-------- EXCERPTED RECORDS

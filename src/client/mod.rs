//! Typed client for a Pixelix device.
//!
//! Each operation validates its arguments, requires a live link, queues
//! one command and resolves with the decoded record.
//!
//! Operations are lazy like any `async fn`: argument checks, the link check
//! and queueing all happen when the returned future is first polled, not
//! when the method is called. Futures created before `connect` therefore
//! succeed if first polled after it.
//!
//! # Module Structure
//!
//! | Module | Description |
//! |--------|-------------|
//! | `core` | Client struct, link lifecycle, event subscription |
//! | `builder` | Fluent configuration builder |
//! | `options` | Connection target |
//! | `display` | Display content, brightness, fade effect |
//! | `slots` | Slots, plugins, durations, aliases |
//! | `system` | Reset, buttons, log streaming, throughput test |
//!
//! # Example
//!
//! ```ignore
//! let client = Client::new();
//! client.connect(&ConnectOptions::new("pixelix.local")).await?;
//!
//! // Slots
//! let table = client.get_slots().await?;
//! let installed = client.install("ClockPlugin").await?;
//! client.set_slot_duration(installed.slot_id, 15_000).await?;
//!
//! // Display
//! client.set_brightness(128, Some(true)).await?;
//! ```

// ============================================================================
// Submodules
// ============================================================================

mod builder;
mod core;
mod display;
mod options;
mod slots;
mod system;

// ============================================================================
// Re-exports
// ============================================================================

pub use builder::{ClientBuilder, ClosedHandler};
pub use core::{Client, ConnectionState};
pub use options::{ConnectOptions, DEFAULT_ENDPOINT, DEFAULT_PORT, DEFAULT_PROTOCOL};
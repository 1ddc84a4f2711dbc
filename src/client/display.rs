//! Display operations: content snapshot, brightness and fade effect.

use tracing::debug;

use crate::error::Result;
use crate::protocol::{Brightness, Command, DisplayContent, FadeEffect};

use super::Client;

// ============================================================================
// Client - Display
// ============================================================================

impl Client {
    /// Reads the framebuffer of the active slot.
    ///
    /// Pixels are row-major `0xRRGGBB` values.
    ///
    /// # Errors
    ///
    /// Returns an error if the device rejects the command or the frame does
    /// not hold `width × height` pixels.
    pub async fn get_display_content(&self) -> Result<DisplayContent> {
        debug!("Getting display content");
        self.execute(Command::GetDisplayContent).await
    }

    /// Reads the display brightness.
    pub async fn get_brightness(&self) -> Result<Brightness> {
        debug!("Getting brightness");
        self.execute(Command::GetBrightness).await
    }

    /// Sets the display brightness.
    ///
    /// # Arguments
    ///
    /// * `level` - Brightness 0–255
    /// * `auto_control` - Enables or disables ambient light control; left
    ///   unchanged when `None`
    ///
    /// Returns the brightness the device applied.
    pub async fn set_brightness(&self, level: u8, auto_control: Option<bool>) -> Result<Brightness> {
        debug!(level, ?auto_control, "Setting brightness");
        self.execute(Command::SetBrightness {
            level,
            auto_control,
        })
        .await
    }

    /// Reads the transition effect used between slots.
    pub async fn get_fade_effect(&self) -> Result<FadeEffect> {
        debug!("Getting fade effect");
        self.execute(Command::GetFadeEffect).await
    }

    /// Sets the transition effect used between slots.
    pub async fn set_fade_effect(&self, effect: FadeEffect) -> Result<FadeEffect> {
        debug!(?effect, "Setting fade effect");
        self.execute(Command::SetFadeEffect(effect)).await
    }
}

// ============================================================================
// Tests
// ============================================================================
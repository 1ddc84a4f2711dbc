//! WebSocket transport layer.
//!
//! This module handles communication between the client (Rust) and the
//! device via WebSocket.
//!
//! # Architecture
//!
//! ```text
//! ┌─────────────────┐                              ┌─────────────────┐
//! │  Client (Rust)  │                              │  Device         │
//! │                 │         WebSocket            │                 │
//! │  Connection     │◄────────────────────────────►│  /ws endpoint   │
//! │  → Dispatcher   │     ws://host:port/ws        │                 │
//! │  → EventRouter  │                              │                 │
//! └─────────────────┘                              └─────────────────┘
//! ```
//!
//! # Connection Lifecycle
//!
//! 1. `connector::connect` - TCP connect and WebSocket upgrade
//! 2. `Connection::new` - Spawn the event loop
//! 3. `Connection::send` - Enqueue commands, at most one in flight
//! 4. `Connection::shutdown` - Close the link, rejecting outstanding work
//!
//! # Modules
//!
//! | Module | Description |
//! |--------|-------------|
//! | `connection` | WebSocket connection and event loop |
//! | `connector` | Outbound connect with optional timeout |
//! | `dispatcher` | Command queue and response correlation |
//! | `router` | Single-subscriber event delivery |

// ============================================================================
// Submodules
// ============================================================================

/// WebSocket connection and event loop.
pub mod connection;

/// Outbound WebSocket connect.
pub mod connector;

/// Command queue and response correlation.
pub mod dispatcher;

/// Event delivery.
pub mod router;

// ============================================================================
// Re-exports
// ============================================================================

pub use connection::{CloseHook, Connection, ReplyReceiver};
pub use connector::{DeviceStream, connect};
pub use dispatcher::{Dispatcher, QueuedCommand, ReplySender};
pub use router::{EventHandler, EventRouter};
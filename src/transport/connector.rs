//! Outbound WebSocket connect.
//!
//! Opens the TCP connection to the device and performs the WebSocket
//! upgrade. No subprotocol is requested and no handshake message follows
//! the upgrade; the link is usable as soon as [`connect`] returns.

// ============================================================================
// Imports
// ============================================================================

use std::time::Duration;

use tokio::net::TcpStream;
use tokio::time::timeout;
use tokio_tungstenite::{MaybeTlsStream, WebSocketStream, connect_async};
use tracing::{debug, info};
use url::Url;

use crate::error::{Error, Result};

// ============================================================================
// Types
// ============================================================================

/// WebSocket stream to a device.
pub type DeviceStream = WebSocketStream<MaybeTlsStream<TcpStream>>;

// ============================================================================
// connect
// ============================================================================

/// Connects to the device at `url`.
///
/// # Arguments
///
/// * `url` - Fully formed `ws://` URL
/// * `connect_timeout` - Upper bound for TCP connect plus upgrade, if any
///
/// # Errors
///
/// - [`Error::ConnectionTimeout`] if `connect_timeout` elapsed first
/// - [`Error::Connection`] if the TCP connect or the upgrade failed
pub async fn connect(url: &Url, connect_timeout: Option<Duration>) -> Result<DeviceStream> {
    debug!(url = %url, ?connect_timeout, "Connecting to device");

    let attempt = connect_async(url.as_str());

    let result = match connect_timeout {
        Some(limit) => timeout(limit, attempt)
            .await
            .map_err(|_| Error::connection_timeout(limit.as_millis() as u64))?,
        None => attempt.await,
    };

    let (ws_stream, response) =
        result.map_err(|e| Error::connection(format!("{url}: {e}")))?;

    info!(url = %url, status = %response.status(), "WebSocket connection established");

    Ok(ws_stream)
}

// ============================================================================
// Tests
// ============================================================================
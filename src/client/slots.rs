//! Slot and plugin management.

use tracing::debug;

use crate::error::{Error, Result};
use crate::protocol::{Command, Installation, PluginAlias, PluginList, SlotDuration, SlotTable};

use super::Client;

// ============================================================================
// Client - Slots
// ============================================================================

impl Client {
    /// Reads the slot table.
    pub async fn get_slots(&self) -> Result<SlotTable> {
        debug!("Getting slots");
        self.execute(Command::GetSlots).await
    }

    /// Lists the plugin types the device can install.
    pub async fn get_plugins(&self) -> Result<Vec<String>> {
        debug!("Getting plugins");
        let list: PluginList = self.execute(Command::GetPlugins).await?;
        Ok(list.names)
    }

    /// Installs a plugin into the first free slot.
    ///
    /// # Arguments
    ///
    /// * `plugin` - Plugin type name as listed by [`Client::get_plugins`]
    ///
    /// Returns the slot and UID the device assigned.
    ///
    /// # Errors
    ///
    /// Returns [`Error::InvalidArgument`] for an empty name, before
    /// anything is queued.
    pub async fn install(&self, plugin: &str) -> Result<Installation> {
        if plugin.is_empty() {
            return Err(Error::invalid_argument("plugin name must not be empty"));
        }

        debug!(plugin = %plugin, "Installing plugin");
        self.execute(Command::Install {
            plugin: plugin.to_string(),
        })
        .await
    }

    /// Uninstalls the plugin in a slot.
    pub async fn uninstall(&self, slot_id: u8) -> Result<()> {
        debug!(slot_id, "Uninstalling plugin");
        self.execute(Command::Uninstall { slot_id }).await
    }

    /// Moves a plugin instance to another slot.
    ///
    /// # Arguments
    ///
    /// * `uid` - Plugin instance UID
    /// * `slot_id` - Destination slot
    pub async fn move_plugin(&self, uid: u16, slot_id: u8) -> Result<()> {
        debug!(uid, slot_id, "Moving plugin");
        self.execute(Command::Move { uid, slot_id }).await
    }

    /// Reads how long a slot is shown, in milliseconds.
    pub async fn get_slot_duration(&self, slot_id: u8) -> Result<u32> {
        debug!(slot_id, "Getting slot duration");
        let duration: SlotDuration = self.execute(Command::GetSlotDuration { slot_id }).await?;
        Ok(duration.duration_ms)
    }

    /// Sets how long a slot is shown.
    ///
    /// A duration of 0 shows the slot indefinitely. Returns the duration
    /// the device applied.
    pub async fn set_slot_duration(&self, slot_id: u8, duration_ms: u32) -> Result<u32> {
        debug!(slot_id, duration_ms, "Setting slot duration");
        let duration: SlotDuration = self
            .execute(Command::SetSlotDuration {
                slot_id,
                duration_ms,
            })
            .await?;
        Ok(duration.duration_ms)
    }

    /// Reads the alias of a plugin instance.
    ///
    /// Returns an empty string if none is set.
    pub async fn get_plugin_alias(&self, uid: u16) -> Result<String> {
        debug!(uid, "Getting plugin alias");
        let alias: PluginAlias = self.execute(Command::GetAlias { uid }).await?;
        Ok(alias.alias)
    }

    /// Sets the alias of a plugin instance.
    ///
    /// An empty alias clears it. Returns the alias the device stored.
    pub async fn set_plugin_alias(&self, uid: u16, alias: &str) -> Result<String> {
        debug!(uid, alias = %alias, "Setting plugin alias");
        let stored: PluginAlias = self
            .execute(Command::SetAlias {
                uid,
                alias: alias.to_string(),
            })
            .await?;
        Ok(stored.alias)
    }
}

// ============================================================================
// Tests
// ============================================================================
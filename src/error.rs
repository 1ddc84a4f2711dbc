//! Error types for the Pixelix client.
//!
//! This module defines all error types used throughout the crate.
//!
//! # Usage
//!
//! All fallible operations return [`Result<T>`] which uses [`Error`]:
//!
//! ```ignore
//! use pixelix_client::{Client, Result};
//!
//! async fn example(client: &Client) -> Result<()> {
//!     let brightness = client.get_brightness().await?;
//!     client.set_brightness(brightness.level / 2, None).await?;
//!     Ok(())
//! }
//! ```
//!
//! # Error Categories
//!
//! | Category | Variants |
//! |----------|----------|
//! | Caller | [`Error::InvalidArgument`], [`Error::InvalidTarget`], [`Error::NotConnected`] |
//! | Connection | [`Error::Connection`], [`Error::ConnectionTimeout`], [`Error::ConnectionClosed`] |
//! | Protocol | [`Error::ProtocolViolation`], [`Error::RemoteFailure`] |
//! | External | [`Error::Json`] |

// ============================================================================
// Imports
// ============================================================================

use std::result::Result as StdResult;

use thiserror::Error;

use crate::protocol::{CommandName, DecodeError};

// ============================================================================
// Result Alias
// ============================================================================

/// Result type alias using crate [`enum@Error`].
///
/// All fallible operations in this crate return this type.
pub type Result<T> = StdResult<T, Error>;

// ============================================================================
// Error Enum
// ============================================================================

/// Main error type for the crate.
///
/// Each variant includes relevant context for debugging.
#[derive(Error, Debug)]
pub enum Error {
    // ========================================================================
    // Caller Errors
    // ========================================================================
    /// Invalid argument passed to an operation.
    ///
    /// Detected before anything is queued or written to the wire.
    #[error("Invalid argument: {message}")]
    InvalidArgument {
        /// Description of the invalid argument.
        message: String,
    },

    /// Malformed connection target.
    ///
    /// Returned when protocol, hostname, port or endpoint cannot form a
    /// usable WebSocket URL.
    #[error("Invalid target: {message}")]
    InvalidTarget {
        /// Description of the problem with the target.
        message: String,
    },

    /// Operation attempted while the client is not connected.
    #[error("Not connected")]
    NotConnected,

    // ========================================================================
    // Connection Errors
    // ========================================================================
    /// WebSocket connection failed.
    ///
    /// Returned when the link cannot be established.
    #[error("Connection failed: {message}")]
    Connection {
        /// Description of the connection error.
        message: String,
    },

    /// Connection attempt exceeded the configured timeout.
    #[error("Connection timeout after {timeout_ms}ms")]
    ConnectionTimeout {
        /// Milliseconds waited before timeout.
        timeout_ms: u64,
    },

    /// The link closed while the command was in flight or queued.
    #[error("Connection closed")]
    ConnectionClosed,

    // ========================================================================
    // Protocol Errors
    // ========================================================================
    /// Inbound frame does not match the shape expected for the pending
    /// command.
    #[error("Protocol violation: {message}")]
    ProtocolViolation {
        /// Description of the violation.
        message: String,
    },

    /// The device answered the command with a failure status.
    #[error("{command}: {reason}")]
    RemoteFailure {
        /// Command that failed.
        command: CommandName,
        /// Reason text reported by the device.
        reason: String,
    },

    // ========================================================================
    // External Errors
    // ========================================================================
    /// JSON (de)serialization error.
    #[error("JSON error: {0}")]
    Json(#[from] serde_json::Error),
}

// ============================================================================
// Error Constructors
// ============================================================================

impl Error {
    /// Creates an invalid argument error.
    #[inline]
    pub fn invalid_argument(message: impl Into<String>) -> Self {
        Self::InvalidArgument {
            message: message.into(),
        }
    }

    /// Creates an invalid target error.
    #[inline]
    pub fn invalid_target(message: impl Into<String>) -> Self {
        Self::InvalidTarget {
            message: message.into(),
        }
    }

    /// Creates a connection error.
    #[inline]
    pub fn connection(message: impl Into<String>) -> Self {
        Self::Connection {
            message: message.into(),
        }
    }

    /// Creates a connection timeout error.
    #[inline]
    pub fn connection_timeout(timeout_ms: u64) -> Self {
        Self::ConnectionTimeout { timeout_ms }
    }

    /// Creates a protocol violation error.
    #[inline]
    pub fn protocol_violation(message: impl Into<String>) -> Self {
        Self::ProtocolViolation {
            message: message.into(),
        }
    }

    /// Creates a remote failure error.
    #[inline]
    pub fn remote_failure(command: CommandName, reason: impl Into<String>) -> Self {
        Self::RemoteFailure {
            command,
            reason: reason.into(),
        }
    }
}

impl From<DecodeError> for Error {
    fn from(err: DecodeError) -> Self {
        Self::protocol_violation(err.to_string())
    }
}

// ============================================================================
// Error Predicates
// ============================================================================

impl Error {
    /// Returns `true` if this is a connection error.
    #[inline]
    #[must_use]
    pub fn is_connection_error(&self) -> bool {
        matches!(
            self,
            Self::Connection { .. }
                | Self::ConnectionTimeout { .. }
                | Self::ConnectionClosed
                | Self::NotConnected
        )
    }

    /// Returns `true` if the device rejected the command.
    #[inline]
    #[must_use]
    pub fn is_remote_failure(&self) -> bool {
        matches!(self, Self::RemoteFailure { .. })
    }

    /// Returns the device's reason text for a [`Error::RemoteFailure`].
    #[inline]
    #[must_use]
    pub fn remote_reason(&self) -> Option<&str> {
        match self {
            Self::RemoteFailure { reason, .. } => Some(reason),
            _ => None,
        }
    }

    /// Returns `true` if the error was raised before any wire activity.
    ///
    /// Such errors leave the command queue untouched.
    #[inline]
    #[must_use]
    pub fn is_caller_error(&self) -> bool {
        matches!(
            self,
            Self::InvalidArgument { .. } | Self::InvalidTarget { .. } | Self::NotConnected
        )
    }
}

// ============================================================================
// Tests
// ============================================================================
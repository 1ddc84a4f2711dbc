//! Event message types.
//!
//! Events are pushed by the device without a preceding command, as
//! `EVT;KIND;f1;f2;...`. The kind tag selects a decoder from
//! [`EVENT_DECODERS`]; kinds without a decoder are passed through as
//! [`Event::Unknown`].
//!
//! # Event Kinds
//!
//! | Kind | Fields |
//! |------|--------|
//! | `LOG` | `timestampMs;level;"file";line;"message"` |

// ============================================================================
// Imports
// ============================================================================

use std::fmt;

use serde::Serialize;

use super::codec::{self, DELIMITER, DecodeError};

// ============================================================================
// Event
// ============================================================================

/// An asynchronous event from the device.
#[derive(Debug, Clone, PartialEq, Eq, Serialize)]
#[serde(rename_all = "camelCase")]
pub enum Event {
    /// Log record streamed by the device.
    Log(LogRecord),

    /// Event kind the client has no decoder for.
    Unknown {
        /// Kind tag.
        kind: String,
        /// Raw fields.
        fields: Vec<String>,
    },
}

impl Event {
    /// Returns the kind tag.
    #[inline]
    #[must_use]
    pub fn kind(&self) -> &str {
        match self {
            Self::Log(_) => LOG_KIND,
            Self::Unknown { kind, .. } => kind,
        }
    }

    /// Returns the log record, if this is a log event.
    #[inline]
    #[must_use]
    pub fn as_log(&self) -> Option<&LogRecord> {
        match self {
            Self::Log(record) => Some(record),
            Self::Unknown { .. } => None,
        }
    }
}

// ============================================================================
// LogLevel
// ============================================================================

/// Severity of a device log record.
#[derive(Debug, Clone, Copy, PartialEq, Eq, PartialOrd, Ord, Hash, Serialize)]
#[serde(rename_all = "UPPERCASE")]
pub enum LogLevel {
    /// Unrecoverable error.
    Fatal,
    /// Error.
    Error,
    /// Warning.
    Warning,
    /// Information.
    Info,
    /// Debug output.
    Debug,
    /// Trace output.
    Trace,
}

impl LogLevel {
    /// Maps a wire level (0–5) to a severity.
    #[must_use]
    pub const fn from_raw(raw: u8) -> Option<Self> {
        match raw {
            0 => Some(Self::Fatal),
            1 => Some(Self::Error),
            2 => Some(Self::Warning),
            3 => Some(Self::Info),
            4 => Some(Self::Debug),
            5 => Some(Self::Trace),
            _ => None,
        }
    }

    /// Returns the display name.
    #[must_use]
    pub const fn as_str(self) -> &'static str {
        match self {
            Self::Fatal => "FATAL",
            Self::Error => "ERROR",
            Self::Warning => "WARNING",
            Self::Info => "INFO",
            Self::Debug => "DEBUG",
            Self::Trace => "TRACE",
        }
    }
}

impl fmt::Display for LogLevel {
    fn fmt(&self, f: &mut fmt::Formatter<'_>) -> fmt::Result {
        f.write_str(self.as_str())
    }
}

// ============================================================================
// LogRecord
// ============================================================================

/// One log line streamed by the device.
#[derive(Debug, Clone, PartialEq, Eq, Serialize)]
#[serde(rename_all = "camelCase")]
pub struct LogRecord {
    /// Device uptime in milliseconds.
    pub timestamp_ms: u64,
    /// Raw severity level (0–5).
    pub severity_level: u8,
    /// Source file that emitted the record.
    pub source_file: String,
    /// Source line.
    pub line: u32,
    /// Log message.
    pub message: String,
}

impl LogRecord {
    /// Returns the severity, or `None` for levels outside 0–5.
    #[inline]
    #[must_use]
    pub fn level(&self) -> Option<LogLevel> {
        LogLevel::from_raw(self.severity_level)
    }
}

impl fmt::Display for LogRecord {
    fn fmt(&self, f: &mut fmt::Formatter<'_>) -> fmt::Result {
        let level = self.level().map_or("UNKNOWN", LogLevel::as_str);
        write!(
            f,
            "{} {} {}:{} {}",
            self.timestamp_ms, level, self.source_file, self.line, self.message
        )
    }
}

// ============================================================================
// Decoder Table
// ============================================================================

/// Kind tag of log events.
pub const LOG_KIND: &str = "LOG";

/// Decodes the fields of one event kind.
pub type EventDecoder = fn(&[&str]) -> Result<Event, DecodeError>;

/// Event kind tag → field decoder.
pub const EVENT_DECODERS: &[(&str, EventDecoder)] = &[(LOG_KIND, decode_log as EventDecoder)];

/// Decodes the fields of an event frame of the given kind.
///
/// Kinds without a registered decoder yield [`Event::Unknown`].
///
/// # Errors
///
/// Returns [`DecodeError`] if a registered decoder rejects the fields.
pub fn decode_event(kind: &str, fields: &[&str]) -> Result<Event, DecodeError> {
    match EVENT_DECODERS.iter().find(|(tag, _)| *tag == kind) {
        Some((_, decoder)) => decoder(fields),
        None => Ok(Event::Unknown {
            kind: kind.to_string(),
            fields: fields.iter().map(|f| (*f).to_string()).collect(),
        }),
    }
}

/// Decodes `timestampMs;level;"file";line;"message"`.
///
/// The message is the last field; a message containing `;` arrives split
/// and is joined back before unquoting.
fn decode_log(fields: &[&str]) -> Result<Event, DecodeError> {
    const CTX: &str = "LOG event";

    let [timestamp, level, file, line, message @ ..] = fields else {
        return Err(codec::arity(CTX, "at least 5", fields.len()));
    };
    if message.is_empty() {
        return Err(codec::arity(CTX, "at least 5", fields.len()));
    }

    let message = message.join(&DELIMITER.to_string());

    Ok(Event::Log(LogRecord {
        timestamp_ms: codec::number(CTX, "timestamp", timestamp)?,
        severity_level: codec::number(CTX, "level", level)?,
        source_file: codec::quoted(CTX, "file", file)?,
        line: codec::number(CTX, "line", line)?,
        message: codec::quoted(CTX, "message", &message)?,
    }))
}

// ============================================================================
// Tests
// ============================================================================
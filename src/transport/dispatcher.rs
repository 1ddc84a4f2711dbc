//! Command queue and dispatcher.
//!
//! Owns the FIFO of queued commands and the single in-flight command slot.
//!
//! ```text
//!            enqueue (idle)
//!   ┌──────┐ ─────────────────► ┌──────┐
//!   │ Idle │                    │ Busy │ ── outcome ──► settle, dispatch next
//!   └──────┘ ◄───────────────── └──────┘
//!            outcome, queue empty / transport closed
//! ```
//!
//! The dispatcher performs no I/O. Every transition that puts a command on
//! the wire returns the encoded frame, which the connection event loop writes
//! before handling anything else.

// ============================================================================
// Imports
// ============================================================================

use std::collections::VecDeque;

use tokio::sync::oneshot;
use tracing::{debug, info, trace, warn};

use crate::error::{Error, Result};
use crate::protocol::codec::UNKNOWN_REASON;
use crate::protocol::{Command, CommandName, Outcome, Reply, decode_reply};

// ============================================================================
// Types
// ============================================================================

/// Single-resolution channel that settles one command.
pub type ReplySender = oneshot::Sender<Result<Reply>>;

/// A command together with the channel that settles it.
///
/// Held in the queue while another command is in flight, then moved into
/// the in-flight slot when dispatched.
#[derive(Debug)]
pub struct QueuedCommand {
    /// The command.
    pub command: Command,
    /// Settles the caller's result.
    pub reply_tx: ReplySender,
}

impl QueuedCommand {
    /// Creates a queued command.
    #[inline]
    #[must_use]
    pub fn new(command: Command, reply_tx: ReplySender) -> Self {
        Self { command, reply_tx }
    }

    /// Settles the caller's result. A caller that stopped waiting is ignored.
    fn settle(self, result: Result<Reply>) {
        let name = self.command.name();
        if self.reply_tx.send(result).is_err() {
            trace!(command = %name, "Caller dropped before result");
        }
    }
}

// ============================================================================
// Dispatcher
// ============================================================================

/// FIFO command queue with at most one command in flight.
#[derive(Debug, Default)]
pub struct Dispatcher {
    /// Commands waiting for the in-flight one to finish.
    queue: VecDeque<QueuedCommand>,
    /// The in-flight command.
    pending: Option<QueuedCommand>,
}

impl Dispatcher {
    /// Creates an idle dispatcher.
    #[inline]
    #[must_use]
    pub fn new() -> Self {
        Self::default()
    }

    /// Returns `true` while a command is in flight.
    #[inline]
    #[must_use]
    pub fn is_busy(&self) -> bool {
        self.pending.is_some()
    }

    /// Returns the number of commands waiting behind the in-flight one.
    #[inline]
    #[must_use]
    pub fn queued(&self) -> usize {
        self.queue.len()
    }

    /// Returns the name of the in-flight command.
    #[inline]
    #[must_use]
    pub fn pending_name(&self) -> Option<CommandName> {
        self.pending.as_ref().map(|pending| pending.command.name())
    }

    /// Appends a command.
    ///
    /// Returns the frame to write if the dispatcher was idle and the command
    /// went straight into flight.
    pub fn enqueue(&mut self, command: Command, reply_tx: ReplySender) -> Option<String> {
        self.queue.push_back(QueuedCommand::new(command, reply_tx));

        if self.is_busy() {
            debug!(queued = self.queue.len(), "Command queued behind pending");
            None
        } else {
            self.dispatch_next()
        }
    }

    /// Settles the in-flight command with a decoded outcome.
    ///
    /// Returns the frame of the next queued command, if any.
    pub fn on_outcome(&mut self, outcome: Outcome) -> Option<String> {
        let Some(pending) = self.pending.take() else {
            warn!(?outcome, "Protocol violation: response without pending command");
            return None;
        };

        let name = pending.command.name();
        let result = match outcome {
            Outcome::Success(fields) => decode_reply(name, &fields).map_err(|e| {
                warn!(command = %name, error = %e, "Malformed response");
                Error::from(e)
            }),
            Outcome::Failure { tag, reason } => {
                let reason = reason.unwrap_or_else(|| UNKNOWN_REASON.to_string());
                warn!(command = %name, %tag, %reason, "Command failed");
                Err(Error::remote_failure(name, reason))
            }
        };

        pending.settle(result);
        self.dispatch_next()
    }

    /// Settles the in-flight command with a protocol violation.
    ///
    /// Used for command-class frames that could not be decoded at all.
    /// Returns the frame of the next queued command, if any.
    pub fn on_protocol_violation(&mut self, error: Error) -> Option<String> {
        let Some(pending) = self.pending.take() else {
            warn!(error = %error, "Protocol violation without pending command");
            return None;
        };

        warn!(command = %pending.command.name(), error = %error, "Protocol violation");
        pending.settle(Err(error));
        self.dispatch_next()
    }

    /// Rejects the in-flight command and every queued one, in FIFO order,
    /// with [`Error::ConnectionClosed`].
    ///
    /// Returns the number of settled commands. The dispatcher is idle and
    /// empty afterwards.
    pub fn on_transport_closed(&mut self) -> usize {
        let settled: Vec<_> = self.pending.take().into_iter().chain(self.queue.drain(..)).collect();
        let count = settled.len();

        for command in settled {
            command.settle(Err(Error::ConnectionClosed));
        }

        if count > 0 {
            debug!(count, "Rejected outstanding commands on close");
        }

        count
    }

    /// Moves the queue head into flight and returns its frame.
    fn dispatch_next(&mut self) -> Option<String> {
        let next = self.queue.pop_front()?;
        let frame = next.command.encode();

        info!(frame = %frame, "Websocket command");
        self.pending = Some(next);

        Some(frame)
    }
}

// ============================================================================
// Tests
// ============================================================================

----------------

WORK TO BE COMPLETED
Work out how many lines in the entries above include the word "ConnectOptions". Respond with only the number.

YOUR RESPONSE
2